Historical population
| Census | Pop. | Note | %± |
| 1990 | 2,987 |  | — |
| 2000 | 3,374 |  | 13.0% |
| 2010 | 4,093 |  | 21.3% |
| 2020 | 4,390 |  | 7.3% |
U.S. Decennial Census 1950 1960 1970 1980 1990 2000 2010

===2020 census===
As of the 2020 census, Eastwood had a population of 4,390. The median age was 38.8 years. 27.4% of residents were under the age of 18 and 14.9% of residents were 65 years of age or older. For every 100 females there were 99.4 males, and for every 100 females age 18 and over there were 94.3 males age 18 and over.

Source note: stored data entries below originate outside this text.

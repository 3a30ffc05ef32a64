//! Structured analysis instructions produced by the LLM pipeline.

use serde::{Deserialize, Serialize};
use serde_json::Value;

/// The JSON contract the model is prompted to fill in for an admitted query.
/// Downstream dataset analysis consumes this; the gate never sees it.
#[derive(Debug, Clone, Serialize, Deserialize, Default)]
pub struct AnalysisInstructions {
    #[serde(default)]
    pub analysis_type: String,

    #[serde(default, skip_serializing_if = "Option::is_none")]
    pub specific_query: Option<String>,

    #[serde(default, skip_serializing_if = "Option::is_none")]
    pub filters: Option<Value>,

    #[serde(default, skip_serializing_if = "Option::is_none")]
    pub primary_metric: Option<String>,

    #[serde(default, skip_serializing_if = "Option::is_none")]
    pub grouping_column: Option<String>,

    #[serde(default, skip_serializing_if = "Option::is_none")]
    pub sort_by: Option<String>,

    #[serde(default, skip_serializing_if = "Option::is_none")]
    pub sort_order: Option<String>,

    #[serde(default, skip_serializing_if = "Option::is_none")]
    pub top_n: Option<u32>,

    #[serde(default)]
    pub metrics: Vec<String>,

    #[serde(default, skip_serializing_if = "Option::is_none")]
    pub chart_type: Option<String>,

    #[serde(default)]
    pub calculations: Vec<String>,

    #[serde(default, skip_serializing_if = "Option::is_none")]
    pub title: Option<String>,

    #[serde(default, skip_serializing_if = "Option::is_none")]
    pub insights_focus: Option<String>,
}

/// Extract instructions from a raw model reply. The model is asked for pure
/// JSON but often wraps it in prose or code fences, so this takes the
/// outermost brace span; if no parseable JSON is present, falls back to
/// keyword heuristics over the reply text.
pub fn parse_reply(reply: &str) -> AnalysisInstructions {
    if let (Some(start), Some(end)) = (reply.find('{'), reply.rfind('}')) {
        if end > start {
            if let Ok(parsed) = serde_json::from_str::<AnalysisInstructions>(&reply[start..=end]) {
                return parsed;
            }
        }
    }
    fallback_from_text(reply)
}

/// Keyword-heuristic instructions for replies with no usable JSON.
fn fallback_from_text(text: &str) -> AnalysisInstructions {
    let lower = text.to_lowercase();

    let analysis_type = if ["compare", "comparison", "vs", "versus"]
        .iter()
        .any(|w| lower.contains(w))
    {
        "comparison"
    } else if ["summary", "overview", "total"].iter().any(|w| lower.contains(w)) {
        "summary"
    } else if ["correlation", "relationship", "related"]
        .iter()
        .any(|w| lower.contains(w))
    {
        "correlation"
    } else {
        "trend_analysis"
    };

    let chart_type = if ["bar", "column"].iter().any(|w| lower.contains(w)) {
        "bar"
    } else if ["scatter", "correlation"].iter().any(|w| lower.contains(w)) {
        "scatter"
    } else if ["pie", "percentage", "proportion"].iter().any(|w| lower.contains(w)) {
        "pie"
    } else {
        "line"
    };

    AnalysisInstructions {
        analysis_type: analysis_type.to_string(),
        chart_type: Some(chart_type.to_string()),
        calculations: vec!["sum".to_string(), "mean".to_string()],
        title: Some("Data Analysis".to_string()),
        ..Default::default()
    }
}

#[cfg(test)]
mod tests {
    use super::*;

    #[test]
    fn parses_json_embedded_in_prose() {
        let reply = r#"Here is the analysis plan:
```json
{"analysis_type": "ranking", "primary_metric": "defect_rate", "top_n": 5,
 "metrics": ["defect_rate"], "chart_type": "bar", "title": "Top defect rates"}
```
Let me know if you need anything else."#;

        let parsed = parse_reply(reply);
        assert_eq!(parsed.analysis_type, "ranking");
        assert_eq!(parsed.primary_metric.as_deref(), Some("defect_rate"));
        assert_eq!(parsed.top_n, Some(5));
        assert_eq!(parsed.chart_type.as_deref(), Some("bar"));
    }

    #[test]
    fn tolerates_missing_fields() {
        let parsed = parse_reply(r#"{"analysis_type": "summary"}"#);
        assert_eq!(parsed.analysis_type, "summary");
        assert!(parsed.metrics.is_empty());
        assert!(parsed.title.is_none());
    }

    #[test]
    fn falls_back_to_text_heuristics() {
        let parsed = parse_reply("I would compare the shifts in a bar layout.");
        assert_eq!(parsed.analysis_type, "comparison");
        assert_eq!(parsed.chart_type.as_deref(), Some("bar"));
    }

    #[test]
    fn fallback_default_is_trend_line() {
        let parsed = parse_reply("no structure here at all");
        assert_eq!(parsed.analysis_type, "trend_analysis");
        assert_eq!(parsed.chart_type.as_deref(), Some("line"));
    }
}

74.4% of residents lived in urban areas, while 25.6% lived in rural areas.

Eastwood racial composition
| Race | Number | Percentage |
|---|---|---|
| White (non-Hispanic) | 3,304 | 75.26% |
| Black or African American (non-Hispanic) | 352 | 8.02% |
| Native American | 22 | 0.5% |
| Asian | 46 | 1.05% |
| Pacific Islander | 4 | 0.09% |
| Other/Mixed | 260 | 5.92% |
| Hispanic or Latino | 402 | 9.16% |

There were 1,569 households in Eastwood, including 1,232 family households. Of all households, 37.7% had children under the age of 18 living in them, 60.3% were married-couple households, 14.4% were households with a male householder and no spouse or partner present, and 20.4% were households with a female householder and no spouse or partner present. About 20.3% of all households were made up of individuals and 9.1% had someone living alone who was 65 years of age or older.

There were 1,704 housing units, of which 7.9% were vacant. The homeowner vacancy rate was 1.0% and the rental vacancy rate was 13.4%.

===2000 census===
As of the census of 2000, there were 3,374 people, 1,225 households, and 957 families residing in the CDP. The population density was 535.7 PD/sqmi. There were 1,376 housing units at an average density of 218.5 /sqmi. The racial makeup of the CDP was 90.60% White, 6.14% African American, 0.56% Native American, 0.65% Asian, 0.03% Pacific Islander, 0.47% from other races, and 1.54% from two or more races. Hispanic or Latino of any race were 1.96% of the population.

There were 1,225 households, out of which 38.9% had children under the age of 18 living with them, 63.9% were married couples living together, 10.3% had a female householder with no husband present, and 21.8% were non-families. 17.3% of all households were made up of individuals, and 6.4% had someone living alone who was 65 years of age or older. The average household size was 2.75 and the average family size was 3.10.

In the CDP, the population was spread out, with 29.2% under the age of 18, 7.4% from 18 to 24, 30.9% from 25 to 44, 21.5% from 45 to 64, and 11.2% who were 65 years of age or older. The median age was 35 years. For every 100 females, there were 96.8 males. For every 100 females age 18 and over, there were 93.8 males.

The median income for a household in the CDP was $48,370, and the median income for a family was $55,625. Males had a median income of $35,076 versus $23,682 for females. The per capita income for the CDP was $18,952. About 5.5% of families and 7.2% of the population were below the poverty line, including 7.9% of those under age 18 and none of those age 65 or over.
==Education==
The community is in the Bossier Parish School District.

Residents are within the boundaries of: the collective boundary of T. L. Rodes Elementary School (in the CDP, PreKindergarten-Grade 1), Platt Elementary School (in the CDP, grades 2-3), and Princeton Elementary School (grades 4-5); Haughton Middle School; and Haughton High School.

Bossier Parish is in the areas of Bossier Parish Community College and Northwest Louisiana Technical Community College.